▼▼▼

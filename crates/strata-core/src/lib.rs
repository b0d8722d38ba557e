//! Strata Core Types and Routing
//!
//! This crate provides the foundational model for Strata ownership diagrams.
//! It includes:
//!
//! - **Identifiers**: Random opaque ids ([`identifier::new_id`])
//! - **Colors**: Color handling with CSS color support ([`color::Color`])
//! - **Geometry**: Basic geometric types ([`geometry`] module)
//! - **Shapes**: Entity outlines and bounding-box clipping ([`shape`] module)
//! - **Model**: Entities, relationships and diagram edits ([`model`] module)
//! - **Routing**: Parallel-aware connector geometry ([`routing`] module)

pub mod color;
pub mod geometry;
pub mod identifier;
pub mod model;
pub mod routing;
pub mod shape;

▲▲▲

Action item
Please transcribe the full listing exactly, down to the last line.

Result of this task
filename crates/strata-core/src/lib.rs
repository b0d8722d38ba557e
//! Strata Core Types and Routing
//!
//! This crate provides the foundational model for Strata ownership diagrams.
//! It includes:
//!
//! - **Identifiers**: Random opaque ids ([`identifier::new_id`])
//! - **Colors**: Color handling with CSS color support ([`color::Color`])
//! - **Geometry**: Basic geometric types ([`geometry`] module)
//! - **Shapes**: Entity outlines and bounding-box clipping ([`shape`] module)
//! - **Model**: Entities, relationships and diagram edits ([`model`] module)
//! - **Routing**: Parallel-aware connector geometry ([`routing`] module)

pub mod color;
pub mod geometry;
pub mod identifier;
pub mod model;
pub mod routing;
pub mod shape;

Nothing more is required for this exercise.